CMU School of Drama


Monday, February 19, 2024

Plays commissioned by lottery sounds bad, but why not? For us as writers, things can’t get much worse

Nick Ahad | The Guardian: Playwrights have the titan Michael Frayn to thank for the most apposite phrase to describe our perpetual condition. Frayn wrote the screenplay for the 1986 film Clockwise, and at the lowest moment of headteacher Brian Stimpson – played by an end-of-tether John Cleese – he articulates something that might well be pinned above every playwright’s desk. “It’s not the despair, Laura. I can take the despair. It’s the hope I can’t stand,” Stimpson says, while lying on the ground dressed in monk’s robes.

1 comment:

willavu said...

I am a bit torn about this matter.
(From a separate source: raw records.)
pub mod mock_server;
//! DKIM for outbound mail.
//!
//! Covers the whole key lifecycle: generating RSA or Ed25519 key pairs,
//! persisting them as PEM, publishing the public half as a DNS TXT record,
//! and signing assembled messages with one or more configured selectors.

pub mod canonicalization;
pub mod error;
pub mod keygen;
pub mod selector;
pub mod signer;
pub mod txt;
pub mod writer;

pub use error::{DkimError, Result};
pub use keygen::{Algorithm, KeyPair, generate};
pub use selector::{SelectorConfig, SigningKey, default_headers};
pub use signer::DkimSigner;
pub use txt::txt_record;
pub use writer::write_key_pair;
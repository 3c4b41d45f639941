#![deny(clippy::pedantic, clippy::all, clippy::nursery)]
#![allow(clippy::must_use_candidate)]

#[cfg(not(any(target_os = "macos", unix)))]
compile_error!("Only macos and unix are currently supported");

use clap::Parser;
use remailer::cli::Cli;

#[tokio::main]
async fn main() -> anyhow::Result<()> {
    remailer::commands::run(Cli::parse()).await
}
I do believe passionate playwrights who write great plays that believe should be exposed, should be the plays that are put on stage. However, when it comes to modern art, many things are political. Art, theater, and film have become more ‘trendy’ and relevant than good craft. I hate when the theater is solely political and overly politically correct. I think it is boring and uninspiring. Art was supposed to be something new and to show a different perspective on the world. Portraying beauty, grotesqueness, or something in between. But now, people want to play it safe. Making theater and art a little sensitive, while it should be the farthest thing from this. If art goes in this direction much longer, people will completely lose sight of nuanced creativity. So maybe, there should be a lottery for plays, maybe a change would be good. Or maybe it will just make for worse theater.